Podczas wizyty na Łapa Targ zakupiłam dla mojej Tekusi prześliczną bandanę/apaszkę we flamingi.
Nikogo kto mnie zna nie zdziwi, że gdy tylko ją zobaczyłam wiedziałam, że bez niej nie wyjdę.
Róż + flaming i do tego te urocze "bąbelki".
Oczywiście jak to u mnie bywa, zakup to był zbieg okoliczności,
bo gdy już miałam wychodzić z Łapa Targu,
Ewa z którą byłam zaproponowała udanie się jeszcze raz na sam koniec hali wystawowej.
I wtedy ją ujrzałam...
Taką różową!
Taką flamingową!
Taką idealną dla mojej księżniczki Teki <3
Apaszka zakupiłam na stoisku PetArty ,oczywiście jest to tak bliskie memu sercu rękodzieło.
Jeżeli chodzi o naszą opinię, to jest bardzo pozytywna.
Bandana wykonana bardzo starannie.
Dodatkową jej zaletą jest to, że jest dwustronna.
W przypadku naszego wzoru nie ma to większego znaczenia, bo jedna i druga strona jest jednakowa.
Aczkolwiek gdy jedna stronie się pobrudzi a jesteśmy akurat na mieście,
możemy szybko odwrócić apaszkę na drugą stronę - sprytnie :)

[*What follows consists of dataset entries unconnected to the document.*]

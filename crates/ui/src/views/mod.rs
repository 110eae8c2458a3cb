mod achievements;
mod board;
pub mod effects;
mod exercise;
mod free_play;
mod lessons;
pub(crate) mod live_progress;
mod state;

pub use achievements::AchievementsView;
pub use exercise::ExerciseView;
pub use free_play::FreePlayView;
pub use lessons::LessonsView;
pub use state::{ViewError, ViewState, view_state_from_resource};

#[cfg(test)]
mod test_harness;
#[cfg(test)]
mod view_smoke;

Ale na stronie PetArty znajdziecie bandany dwustronne o różnych wzorach - 2 w 1.
Bardzo dużym plusem, na który chciałabym zwrócić uwagę jest mega silny zatrzask.
Nawet gdy Tekisia wariuje bandana się nie rozpina.
A wariować to ona potrafi :)
Tekisia swoją bandanę/apaszkę otrzymała w Święta.
Prezentuje się w niej oczywiście PRZECUDOWNIE!